Trump has repeatedly demanded that Fed Chair Jerome Powell resign, accusing him of inaction as borrowing costs remain elevated. The president argues that interest rates should be slashed to just 1 percent, well below the current target range of 4.25 to 4.5 percent, especially amid signs of economic cooling.
A new survey by UBS released Thursday reveals growing concern among global reserve managers. Two-thirds believe the Fed's independence is at risk, and nearly half fear that a weakening rule of law in the United States could have long-term consequences for asset allocation strategies.
The U.S. government bond market remained on edge Thursday as traders braced for a key labor report. A disappointing employment release could trigger a notable drop in yields. Anticipating such a scenario, the yield on 10-year Treasury notes declined by 3 basis points to 4.265 percent, while 2-year notes slipped by 2 basis points to 3.772 percent.
The U.S. dollar hovered just above a three-year low, inching up 0.1 percent on the day to 96.872 on the index. The British pound fell a further 0.1 percent to 1.3626 dollars, extending the previous day's sharp 0.8 percent decline.
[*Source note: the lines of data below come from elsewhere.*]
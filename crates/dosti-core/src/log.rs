//! Message Log: the append-only, time-ordered record of a conversation.

use std::sync::Arc;

use crate::{
  Error, Result,
  directory::ConversationDirectory,
  id::{ConversationId, UserId},
  live::MessageSubscription,
  message::{Message, NewMessage},
  store::{ChatStore, StoreResultExt as _},
};

pub struct MessageLog<S> {
  store:     Arc<S>,
  directory: ConversationDirectory<S>,
}

impl<S> Clone for MessageLog<S> {
  fn clone(&self) -> Self {
    Self {
      store:     Arc::clone(&self.store),
      directory: self.directory.clone(),
    }
  }
}

impl<S: ChatStore> MessageLog<S> {
  pub fn new(store: Arc<S>) -> Self {
    let directory = ConversationDirectory::new(Arc::clone(&store));
    Self { store, directory }
  }

  /// Append `text` from `sender` to `receiver` in `conversation`.
  ///
  /// Rejects blank text ([`Error::EmptyMessage`]) and a sender/receiver
  /// pair that is not exactly the conversation's two participants
  /// ([`Error::ParticipantMismatch`]). Once the message is durable, both
  /// directory entries are refreshed; a failure there is logged and left
  /// for the next send to repair.
  pub async fn append(
    &self,
    conversation: &ConversationId,
    sender: &UserId,
    receiver: &UserId,
    text: &str,
  ) -> Result<Message> {
    if text.trim().is_empty() {
      return Err(Error::EmptyMessage);
    }
    let belongs = ConversationId::between(sender, receiver)
      .is_ok_and(|derived| &derived == conversation);
    if !belongs {
      return Err(Error::ParticipantMismatch {
        conversation: conversation.key().to_owned(),
        sender:       sender.clone(),
        receiver:     receiver.clone(),
      });
    }

    let message = self
      .store
      .insert_message(conversation, NewMessage {
        sender_id:   sender.clone(),
        receiver_id: receiver.clone(),
        text:        text.to_owned(),
      })
      .await
      .lift()?;
    tracing::debug!(
      conversation = %conversation,
      message_id = %message.message_id,
      "message appended"
    );

    if let Err(e) = self
      .directory
      .upsert_on_send(sender, receiver, &message.text, message.created_at)
      .await
    {
      tracing::warn!(
        conversation = %conversation,
        error = %e,
        "directory update after send failed"
      );
    }

    Ok(message)
  }

  /// One-shot ordered read of the whole conversation.
  pub async fn history(&self, conversation: &ConversationId) -> Result<Vec<Message>> {
    self.store.list_messages(conversation).await.lift()
  }

  /// Live ordered view: backlog first, then a fresh snapshot on every change.
  pub fn subscribe(&self, conversation: &ConversationId) -> MessageSubscription<S> {
    MessageSubscription::new(Arc::clone(&self.store), conversation.clone())
  }
}
//! Conversation synchronisation engine for the Dosti chat client.
//!
//! Derives conversation identities, keeps the ordered message log, tracks
//! read receipts, aggregates reactions, records presence, and ranks each
//! user's conversation list. Persistence and change delivery are delegated
//! to a [`store::ChatStore`] backend.
//!
//! This crate is deliberately free of HTTP and database dependencies.

pub mod directory;
pub mod engine;
pub mod error;
pub mod id;
pub mod live;
pub mod log;
pub mod message;
pub mod presence;
pub mod reactions;
pub mod receipts;
pub mod session;
pub mod store;
pub mod user;

pub use engine::ChatEngine;
pub use error::{Error, Result};
pub use id::{ConversationId, MessageId, UserId, conversation_id};
pub use session::Session;
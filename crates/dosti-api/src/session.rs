//! The acting user of a request.
//!
//! Authentication happens upstream; the authenticated user id arrives in the
//! [`SESSION_HEADER`] header and is turned into an explicit
//! [`dosti_core::Session`] for every engine call.

use axum::{extract::FromRequestParts, http::request::Parts};
use dosti_core::Session;

use crate::error::ApiError;

pub const SESSION_HEADER: &str = "x-dosti-user";

/// Extractor yielding the request's [`Session`]; rejects with 401 when the
/// header is missing, blank or not valid UTF-8.
#[derive(Debug, Clone)]
pub struct CurrentSession(pub Session);

impl<S> FromRequestParts<S> for CurrentSession
where
  S: Send + Sync,
{
  type Rejection = ApiError;

  async fn from_request_parts(parts: &mut Parts, _state: &S) -> Result<Self, Self::Rejection> {
    parts
      .headers
      .get(SESSION_HEADER)
      .and_then(|v| v.to_str().ok())
      .map(str::trim)
      .filter(|user| !user.is_empty())
      .map(|user| CurrentSession(Session::new(user)))
      .ok_or(ApiError::Unauthorized { header: SESSION_HEADER })
  }
}
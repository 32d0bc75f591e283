//! Handlers for `/conversations` endpoints. Every path names the peer; the
//! conversation itself is derived from the session user and that peer.
//!
//! | Method | Path | Notes |
//! |--------|------|-------|
//! | `GET`  | `/conversations` | Ranked inbox with counterpart presence |
//! | `GET`  | `/conversations/{peer}/messages` | Ordered history |
//! | `POST` | `/conversations/{peer}/messages` | Body: `{"text":"hi"}` |
//! | `POST` | `/conversations/{peer}/seen` | Mark inbound messages seen |
//! | `POST` | `/conversations/{peer}/messages/{id}/reactions` | Body: `{"symbol":"❤️"}`; toggles |

use std::sync::Arc;

use axum::{
  Json,
  extract::{Path, State},
  http::StatusCode,
  response::IntoResponse,
};
use dosti_core::{
  ChatEngine, MessageId, UserId,
  directory::ConversationSummary,
  message::Message,
  reactions::ReactionToggle,
  receipts::ReceiptOutcome,
  store::ChatStore,
};
use serde::Deserialize;

use crate::{error::ApiError, session::CurrentSession};

/// `GET /conversations`
pub async fn inbox<S>(
  State(engine): State<Arc<ChatEngine<S>>>,
  CurrentSession(session): CurrentSession,
) -> Result<Json<Vec<ConversationSummary>>, ApiError>
where
  S: ChatStore + 'static,
{
  Ok(Json(engine.inbox(&session).await?))
}

/// `GET /conversations/{peer}/messages`
pub async fn history<S>(
  State(engine): State<Arc<ChatEngine<S>>>,
  CurrentSession(session): CurrentSession,
  Path(peer): Path<UserId>,
) -> Result<Json<Vec<Message>>, ApiError>
where
  S: ChatStore + 'static,
{
  Ok(Json(engine.history(&session, &peer).await?))
}

#[derive(Debug, Deserialize)]
pub struct SendBody {
  pub text: String,
}

/// `POST /conversations/{peer}/messages`
pub async fn send<S>(
  State(engine): State<Arc<ChatEngine<S>>>,
  CurrentSession(session): CurrentSession,
  Path(peer): Path<UserId>,
  Json(body): Json<SendBody>,
) -> Result<impl IntoResponse, ApiError>
where
  S: ChatStore + 'static,
{
  let message = engine.send(&session, &peer, &body.text).await?;
  Ok((StatusCode::CREATED, Json(message)))
}

/// `POST /conversations/{peer}/seen`
pub async fn mark_seen<S>(
  State(engine): State<Arc<ChatEngine<S>>>,
  CurrentSession(session): CurrentSession,
  Path(peer): Path<UserId>,
) -> Result<Json<ReceiptOutcome>, ApiError>
where
  S: ChatStore + 'static,
{
  Ok(Json(engine.mark_seen(&session, &peer).await?))
}

#[derive(Debug, Deserialize)]
pub struct ReactBody {
  pub symbol: String,
}

/// `POST /conversations/{peer}/messages/{id}/reactions`
pub async fn react<S>(
  State(engine): State<Arc<ChatEngine<S>>>,
  CurrentSession(session): CurrentSession,
  Path((peer, message_id)): Path<(UserId, MessageId)>,
  Json(body): Json<ReactBody>,
) -> Result<Json<ReactionToggle>, ApiError>
where
  S: ChatStore + 'static,
{
  Ok(Json(
    engine
      .react(&session, &peer, message_id, &body.symbol)
      .await?,
  ))
}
The drop followed cooling concerns about the future of Finance Minister Rachel Reeves, which had earlier weighed heavily on the currency.
Investor anxiety over Britain's fiscal direction intensified after the government walked back proposed welfare reforms. The decision sparked a surge in gilt yields, which at one point jumped nearly 23 basis points — the sharpest rise since October 2022 — as markets reacted to fears of deteriorating fiscal discipline.
Oil markets saw a modest retreat after a dramatic 3 percent overnight jump, prompted by Iran's decision to suspend cooperation with the United Nations nuclear watchdog. U.S. crude futures slipped by 0.7 percent to 66.93 dollars per barrel, while Brent dropped by 0.8 percent on the day.
Precious metals followed the broader trend, with gold ticking down 0.1 percent to trade at approximately 3352 dollars per ounce.